--- Source material Enclosed Below ---
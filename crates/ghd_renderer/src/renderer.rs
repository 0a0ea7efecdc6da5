//! Path integrator and radiance-to-byte conversion.
//!
//! Implements Monte Carlo path tracing with:
//! - Iterative bounce loop with an explicit depth budget
//! - A vertical sky gradient as the only light source
//! - Gamma-2 correction on output

use crate::{Color, Hittable, Ray};
use ghd_math::{try_unit_vector, Interval};
use rand::RngCore;

/// Smallest accepted hit distance; keeps scattered rays from
/// re-intersecting the surface they left.
pub const T_MIN: f64 = 0.001;

/// Compute the radiance carried back along `ray`.
///
/// Equivalent to the recursive `attenuation * ray_color(scattered, depth - 1)`
/// formulation, unrolled into a loop so stack use does not grow with
/// `max_depth`. A path ends in one of three ways: it escapes to the sky,
/// it is absorbed (black), or it runs out of bounces (black).
pub fn ray_color(ray: &Ray, world: &dyn Hittable, max_depth: u32, rng: &mut dyn RngCore) -> Color {
    let mut throughput = Color::ONE;
    let mut ray = *ray;

    for _ in 0..max_depth {
        let Some(rec) = world.hit(&ray, Interval::new(T_MIN, f64::INFINITY)) else {
            return throughput * sky_gradient(&ray);
        };

        match rec.material.scatter(&ray, &rec, rng) {
            Some(result) => {
                throughput *= result.attenuation;
                ray = result.scattered;
            }
            None => return Color::ZERO,
        }
    }

    // Bounce budget exhausted, no more light is gathered
    Color::ZERO
}

/// Sky color seen by a ray that escapes the scene.
pub fn sky_gradient(ray: &Ray) -> Color {
    // A zero direction cannot come out of the camera or a scatter; treat
    // it as horizontal rather than letting NaN through
    let unit_direction = try_unit_vector(ray.direction()).unwrap_or_default();
    let a = 0.5 * (unit_direction.y + 1.0);
    let white = Color::new(1.0, 1.0, 1.0);
    let blue = Color::new(0.5, 0.7, 1.0);
    white * (1.0 - a) + blue * a
}

/// Apply gamma correction (gamma = 2.0).
#[inline]
pub fn linear_to_gamma(linear: f64) -> f64 {
    if linear > 0.0 {
        linear.sqrt()
    } else {
        0.0
    }
}

/// Map a channel sum over `iterations` samples to a display byte:
/// `clamp(sqrt(sum / iterations), 0, 1) * 255`.
#[inline]
fn channel_to_byte(sum: f64, iterations: u32) -> u8 {
    let mean = sum / iterations as f64;
    (255.0 * linear_to_gamma(mean).clamp(0.0, 1.0)) as u8
}

/// Convert an accumulated radiance sum to opaque 8-bit RGBA.
///
/// Zero iterations means nothing has been accumulated yet and yields
/// transparent black.
pub fn accumulated_to_rgba(sum: Color, iterations: u32) -> [u8; 4] {
    if iterations == 0 {
        return [0; 4];
    }
    [
        channel_to_byte(sum.x, iterations),
        channel_to_byte(sum.y, iterations),
        channel_to_byte(sum.z, iterations),
        255,
    ]
}

#[cfg(test)]
mod tests {
    use super::*;
    use crate::{Material, Scene, Sphere, Vec3};
    use rand::rngs::StdRng;
    use rand::SeedableRng;

    fn single_sphere_scene(material: Material) -> Scene {
        let mut scene = Scene::new();
        scene.add(Box::new(Sphere::new(Vec3::new(0.0, 0.0, -1.0), 0.5, material).unwrap()));
        scene
    }

    #[test]
    fn test_sky_gradient() {
        let up = sky_gradient(&Ray::new(Vec3::ZERO, Vec3::new(0.0, 3.0, 0.0)));
        assert!((up - Color::new(0.5, 0.7, 1.0)).length() < 1e-12);

        let down = sky_gradient(&Ray::new(Vec3::ZERO, Vec3::new(0.0, -1.0, 0.0)));
        assert!((down - Color::ONE).length() < 1e-12);

        let horizontal = sky_gradient(&Ray::new(Vec3::ZERO, Vec3::X));
        assert!((horizontal - Color::new(0.75, 0.85, 1.0)).length() < 1e-12);
    }

    #[test]
    fn test_miss_returns_sky_exactly() {
        let scene = single_sphere_scene(Material::lambertian(Color::splat(0.5)).unwrap());
        let mut rng = StdRng::seed_from_u64(42);

        let ray = Ray::new(Vec3::ZERO, Vec3::new(0.3, 1.0, 0.2));
        let color = ray_color(&ray, &scene, 10, &mut rng);

        let unit = ray.direction().normalize();
        let a = 0.5 * (unit.y + 1.0);
        let expected = (1.0 - a) * Color::ONE + a * Color::new(0.5, 0.7, 1.0);
        assert_eq!(color, expected);
    }

    #[test]
    fn test_zero_depth_is_black() {
        let scene = Scene::new();
        let mut rng = StdRng::seed_from_u64(42);

        let ray = Ray::new(Vec3::ZERO, Vec3::Y);
        assert_eq!(ray_color(&ray, &scene, 0, &mut rng), Color::ZERO);
    }

    #[test]
    fn test_single_bounce_attenuates_sky() {
        // A mirror facing the camera sends the ray straight back (+Z) into the sky
        let albedo = Color::new(0.8, 0.6, 0.2);
        let scene = single_sphere_scene(Material::metal(albedo, 0.0).unwrap());
        let mut rng = StdRng::seed_from_u64(42);

        let ray = Ray::new(Vec3::ZERO, Vec3::new(0.0, 0.0, -1.0));
        let color = ray_color(&ray, &scene, 2, &mut rng);
        let expected = albedo * sky_gradient(&Ray::new(Vec3::ZERO, Vec3::Z));
        assert!((color - expected).length() < 1e-12);

        // One bounce is not enough to reach the sky
        assert_eq!(ray_color(&ray, &scene, 1, &mut rng), Color::ZERO);
    }

    #[test]
    fn test_deep_paths_stay_bounded() {
        let scene = single_sphere_scene(Material::lambertian(Color::splat(0.5)).unwrap());
        let mut rng = StdRng::seed_from_u64(7);

        let ray = Ray::new(Vec3::ZERO, Vec3::new(0.0, 0.0, -1.0));
        for _ in 0..100 {
            let color = ray_color(&ray, &scene, 100_000, &mut rng);
            assert!(color.is_finite());
            assert!(color.max_element() <= 1.0);
        }
    }

    #[test]
    fn test_linear_to_gamma() {
        assert_eq!(linear_to_gamma(0.0), 0.0);
        assert_eq!(linear_to_gamma(-1.0), 0.0);
        assert!((linear_to_gamma(1.0) - 1.0).abs() < 1e-12);
        assert!((linear_to_gamma(0.25) - 0.5).abs() < 1e-12);
    }

    #[test]
    fn test_accumulated_to_rgba() {
        assert_eq!(accumulated_to_rgba(Color::ONE, 0), [0, 0, 0, 0]);

        // Mean 0.25 -> gamma 0.5 -> 127; mean 1.0 -> 255; overshoot clamps
        let sum = Color::new(1.0, 4.0, 40.0);
        assert_eq!(accumulated_to_rgba(sum, 4), [127, 255, 255, 255]);
        assert_eq!(accumulated_to_rgba(Color::ZERO, 3), [0, 0, 0, 255]);
    }
}
//! Progressive accumulation renderer.
//!
//! Each `step()` adds one jittered sample per pixel to the running sums,
//! then rebuilds the display image from scratch. Rows are the unit of
//! parallel work: a row is rendered start to finish by one rayon worker,
//! with its own generator, and no two workers touch the same pixel.

use std::time::{Duration, Instant};

use ghd_core::{RenderSettings, SceneDescription};
use rayon::prelude::*;

use crate::buffer::{AccumulationBuffer, DisplayBuffer};
use crate::error::RenderResult;
use crate::renderer::ray_color;
use crate::{sampling, Camera, Color, Scene};

/// What one `step()` did.
#[derive(Debug, Clone, Copy, PartialEq, Eq)]
pub struct StepReport {
    /// Iterations completed so far, including this one
    pub iteration: u32,
    /// Target iteration count
    pub samples_per_pixel: u32,
    /// Wall time spent in this iteration
    pub duration: Duration,
    /// Non-finite samples dropped instead of accumulated
    pub discarded_samples: usize,
}

/// Read-only state shared by every row of one iteration.
struct RowContext<'a> {
    camera: &'a Camera,
    scene: &'a Scene,
    width: u32,
    height: u32,
    max_depth: u32,
    seed: u64,
    iteration: u32,
}

impl RowContext<'_> {
    /// Trace one sample for every pixel of buffer row `y` and add it to `row`.
    ///
    /// Returns the number of discarded non-finite samples.
    fn render_row(&self, y: u32, row: &mut [Color]) -> usize {
        let mut rng = sampling::row_rng(self.seed, self.iteration, y);

        // Buffer rows run top-down, screen v runs bottom-up
        let screen_row = (self.height - 1 - y) as f64;
        let u_scale = (self.width.saturating_sub(1)).max(1) as f64;
        let v_scale = (self.height.saturating_sub(1)).max(1) as f64;

        let mut discarded = 0;
        for (x, pixel) in row.iter_mut().enumerate() {
            let u = (x as f64 + sampling::gen_f64(&mut rng)) / u_scale;
            let v = (screen_row + sampling::gen_f64(&mut rng)) / v_scale;

            let ray = self.camera.get_ray(u, v, &mut rng);
            let sample = ray_color(&ray, self.scene, self.max_depth, &mut rng);

            if sample.is_finite() {
                *pixel += sample;
            } else {
                discarded += 1;
            }
        }
        discarded
    }
}

/// Progressive path tracer: `reset()` then repeated `step()`s.
pub struct ProgressiveRenderer {
    settings: RenderSettings,
    camera: Camera,
    scene: Scene,
    accumulation: AccumulationBuffer,
    display: DisplayBuffer,
    pool: rayon::ThreadPool,
    seed: u64,
    iteration: u32,
    last_iteration_duration: Duration,
    total_render_time: Duration,
}

impl ProgressiveRenderer {
    /// Validate the configuration and build a renderer at iteration 0.
    pub fn new(settings: RenderSettings, description: &SceneDescription) -> RenderResult<Self> {
        settings.validate()?;

        let camera = Camera::new(&settings.camera, settings.aspect_ratio())?;
        let scene = Scene::from_description(description)?;
        let pool = rayon::ThreadPoolBuilder::new()
            .num_threads(settings.threads.unwrap_or(0))
            .thread_name(|i| format!("ghd-worker-{i}"))
            .build()?;
        let seed = settings.seed.unwrap_or_else(rand::random);

        log::info!(
            "Reset renderer: scene '{}' ({} objects), {}x{}, {} spp, depth {}, {} workers, seed {}",
            description.name,
            scene.len(),
            settings.image_width,
            settings.image_height,
            settings.samples_per_pixel,
            settings.max_bounce_depth,
            pool.current_num_threads(),
            seed
        );

        Ok(Self {
            accumulation: AccumulationBuffer::new(settings.image_width, settings.image_height),
            display: DisplayBuffer::new(settings.image_width, settings.image_height),
            settings,
            camera,
            scene,
            pool,
            seed,
            iteration: 0,
            last_iteration_duration: Duration::ZERO,
            total_render_time: Duration::ZERO,
        })
    }

    /// Replace camera, scene and buffers, and restart at iteration 0.
    ///
    /// On error the renderer keeps its previous state untouched.
    pub fn reset(&mut self, settings: RenderSettings, description: &SceneDescription) -> RenderResult<()> {
        *self = Self::new(settings, description)?;
        Ok(())
    }

    /// Run exactly one accumulation iteration over the whole image.
    pub fn step(&mut self) -> RenderResult<StepReport> {
        let start = Instant::now();

        let context = RowContext {
            camera: &self.camera,
            scene: &self.scene,
            width: self.settings.image_width,
            height: self.settings.image_height,
            max_depth: self.settings.max_bounce_depth,
            seed: self.seed,
            iteration: self.iteration,
        };
        let accumulation = &mut self.accumulation;

        // install() returns only after every row has been committed
        let discarded_samples: usize = self.pool.install(|| {
            accumulation
                .par_rows_mut()
                .enumerate()
                .map(|(y, row)| context.render_row(y as u32, row))
                .sum()
        });

        self.iteration += 1;

        let display = &mut self.display;
        let accumulation = &self.accumulation;
        let iteration = self.iteration;
        self.pool.install(|| display.resolve(accumulation, iteration))?;

        let duration = start.elapsed();
        self.last_iteration_duration = duration;
        self.total_render_time += duration;

        if discarded_samples > 0 {
            log::warn!(
                "Iteration {}: discarded {} non-finite samples",
                self.iteration,
                discarded_samples
            );
        }
        log::debug!(
            "Iteration {}/{} done in {:?}",
            self.iteration,
            self.settings.samples_per_pixel,
            duration
        );
        if self.iteration == self.settings.samples_per_pixel {
            log::info!("Rendering finished in {:?}", self.total_render_time);
        }

        Ok(StepReport {
            iteration: self.iteration,
            samples_per_pixel: self.settings.samples_per_pixel,
            duration,
            discarded_samples,
        })
    }

    /// `(current_iteration, samples_per_pixel)`.
    pub fn progress(&self) -> (u32, u32) {
        (self.iteration, self.settings.samples_per_pixel)
    }

    /// True once `samples_per_pixel` iterations have been accumulated.
    pub fn is_complete(&self) -> bool {
        self.iteration >= self.settings.samples_per_pixel
    }

    /// RGBA bytes of the last completed iteration, `width * height * 4` long.
    pub fn display_buffer(&self) -> &[u8] {
        self.display.as_bytes()
    }

    pub fn display(&self) -> &DisplayBuffer {
        &self.display
    }

    pub fn accumulation(&self) -> &AccumulationBuffer {
        &self.accumulation
    }

    /// Wall time of the most recent `step()`.
    pub fn last_iteration_duration(&self) -> Duration {
        self.last_iteration_duration
    }

    /// Wall time of all steps since the last reset.
    pub fn total_render_time(&self) -> Duration {
        self.total_render_time
    }

    pub fn settings(&self) -> &RenderSettings {
        &self.settings
    }

    /// Seed actually in use (drawn at reset when the settings leave it open).
    pub fn seed(&self) -> u64 {
        self.seed
    }

    pub fn width(&self) -> u32 {
        self.settings.image_width
    }

    pub fn height(&self) -> u32 {
        self.settings.image_height
    }
}
use larder_model::{DataQualityIssue, LoadReport};

/// Outcome of one pipeline run, assembled for the summary and exit code.
#[derive(Debug)]
pub struct RunResult {
    /// Target database description (path or ":memory:").
    pub database: String,
    pub dry_run: bool,
    /// Derived row counts per relation, in load order.
    pub derived: Vec<(String, usize)>,
    /// Load report; absent on a dry run.
    pub report: Option<LoadReport>,
    pub issues: Vec<DataQualityIssue>,
    pub errors: Vec<String>,
}

impl RunResult {
    pub fn has_errors(&self) -> bool {
        !self.errors.is_empty()
            || self
                .report
                .as_ref()
                .is_some_and(|report| report.has_failures())
    }
}
//! Tests for schema management and idempotent loading against an
//! in-memory store.

use larder_model::{
    Author, Category, DerivedTables, Ingredient, Keyword, Nutrition, Recipe, RecipeImage,
    RecipeIngredient, RecipeKeyword, Review,
};
use larder_store::{RelationalLoader, StoreConfig};

fn sample_recipe(recipe_id: i64, author_id: i64) -> Recipe {
    Recipe {
        recipe_id,
        name: Some("Cake".to_string()),
        author_id,
        cook_time: Some(60),
        prep_time: Some(15),
        total_time: Some(75),
        date_published: Some("2019-05-01T08:00:00".to_string()),
        description: Some("plain".to_string()),
        category_id: Some(0),
        nutrition: Nutrition {
            calories: Some(320.0),
            ..Nutrition::default()
        },
        recipe_servings: Some("8".to_string()),
        recipe_yield: Some("1 cake".to_string()),
        recipe_instructions: Some("Mix. Bake.".to_string()),
    }
}

fn sample_tables() -> DerivedTables {
    DerivedTables {
        authors: vec![
            Author {
                author_id: 1,
                name: "alice".to_string(),
            },
            Author {
                author_id: 2,
                name: "bob".to_string(),
            },
        ],
        categories: vec![Category {
            category_id: 0,
            name: "Dessert".to_string(),
        }],
        keywords: vec![Keyword {
            keyword_id: 0,
            keyword: "easy".to_string(),
        }],
        ingredients: vec![Ingredient {
            ingredient_id: 0,
            name: "flour".to_string(),
        }],
        recipes: vec![sample_recipe(100, 1)],
        recipe_images: vec![RecipeImage {
            recipe_id: 100,
            image_url: "https://img/1.jpg".to_string(),
        }],
        recipe_keywords: vec![RecipeKeyword {
            recipe_id: 100,
            keyword_id: 0,
        }],
        recipe_ingredients: vec![RecipeIngredient {
            recipe_id: 100,
            ingredient_id: Some(0),
            ingredient_quantity: Some("2 cups".to_string()),
        }],
        reviews: vec![Review {
            review_id: 500,
            author_id: 2,
            recipe_id: 100,
            rating: Some(5),
            review: Some("fine".to_string()),
            date_submitted: Some("2020-01-01T10:00:00".to_string()),
            date_modified: Some("2020-01-02T10:00:00".to_string()),
        }],
        issues: Vec::new(),
    }
}

fn connected_loader() -> RelationalLoader {
    let loader = RelationalLoader::connect(&StoreConfig::in_memory()).unwrap();
    loader.create_tables().unwrap();
    loader
}

#[test]
fn create_tables_is_idempotent() {
    let loader = connected_loader();
    loader.create_tables().unwrap();
    assert_eq!(loader.table_count("authors").unwrap(), 0);
}

#[test]
fn load_writes_every_relation() {
    let mut loader = connected_loader();
    let report = loader.load(&sample_tables());

    assert!(!report.has_failures());
    assert_eq!(report.rows_for("authors"), Some(2));
    assert_eq!(loader.table_count("authors").unwrap(), 2);
    assert_eq!(loader.table_count("recipes").unwrap(), 1);
    assert_eq!(loader.table_count("reviews").unwrap(), 1);
    assert_eq!(loader.table_count("recipe_images").unwrap(), 1);
    assert!(report.fk_violations.is_empty());
}

#[test]
fn reloading_the_same_run_leaves_counts_unchanged() {
    let mut loader = connected_loader();
    loader.load(&sample_tables());
    let report = loader.load(&sample_tables());

    assert!(!report.has_failures());
    assert_eq!(loader.table_count("authors").unwrap(), 2);
    assert_eq!(loader.table_count("categories").unwrap(), 1);
    assert_eq!(loader.table_count("recipes").unwrap(), 1);
    assert_eq!(loader.table_count("recipe_keywords").unwrap(), 1);
    assert_eq!(loader.table_count("recipe_ingredients").unwrap(), 1);
    assert_eq!(loader.table_count("reviews").unwrap(), 1);
}

#[test]
fn rerun_updates_mutable_attributes_by_natural_key() {
    let mut loader = connected_loader();
    loader.load(&sample_tables());

    let mut updated = sample_tables();
    updated.authors[0].name = "alice_renamed".to_string();
    loader.load(&updated);

    assert_eq!(loader.table_count("authors").unwrap(), 2);
    // The renamed author kept its id and took the new name.
    let report = loader.load(&updated);
    assert_eq!(report.rows_for("authors"), Some(2));
}

#[test]
fn one_failed_relation_does_not_stop_the_rest() {
    let mut loader = connected_loader();
    loader.execute_raw("DROP TABLE reviews").unwrap();

    let report = loader.load(&sample_tables());

    assert!(report.has_failures());
    assert!(report.failed.iter().any(|failure| failure.table == "reviews"));
    // Everything upstream of the broken relation still loaded.
    assert_eq!(report.rows_for("authors"), Some(2));
    assert_eq!(loader.table_count("recipes").unwrap(), 1);
}

#[test]
fn foreign_key_violations_are_surfaced_not_fatal() {
    let mut loader = connected_loader();
    let mut tables = sample_tables();
    // Review by an author that resolved to no Author row.
    tables.reviews.push(Review {
        review_id: 501,
        author_id: 99,
        recipe_id: 100,
        rating: None,
        review: None,
        date_submitted: None,
        date_modified: None,
    });

    let report = loader.load(&tables);

    assert!(!report.has_failures());
    assert_eq!(loader.table_count("reviews").unwrap(), 2);
    assert!(
        report
            .fk_violations
            .iter()
            .any(|violation| violation.table == "reviews"
                && violation.referenced_table == "authors"
                && violation.rows == 1)
    );
}

#[test]
fn drop_tables_clears_the_schema() {
    let mut loader = connected_loader();
    loader.load(&sample_tables());

    loader.drop_tables().unwrap();
    loader.create_tables().unwrap();

    assert_eq!(loader.table_count("authors").unwrap(), 0);
    assert_eq!(loader.table_count("reviews").unwrap(), 0);
}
--- End of Enclosed Source material ---
Everything from the first line of the material through the line containing "use rand::RngCore;" is to be printed exactly; lines after that are to be left out.

filename crates/ghd_renderer/src/renderer.rs
repository 0a0ea7efecdc6da5
//! Path integrator and radiance-to-byte conversion.
//!
//! Implements Monte Carlo path tracing with:
//! - Iterative bounce loop with an explicit depth budget
//! - A vertical sky gradient as the only light source
//! - Gamma-2 correction on output

use crate::{Color, Hittable, Ray};
use ghd_math::{try_unit_vector, Interval};
use rand::RngCore;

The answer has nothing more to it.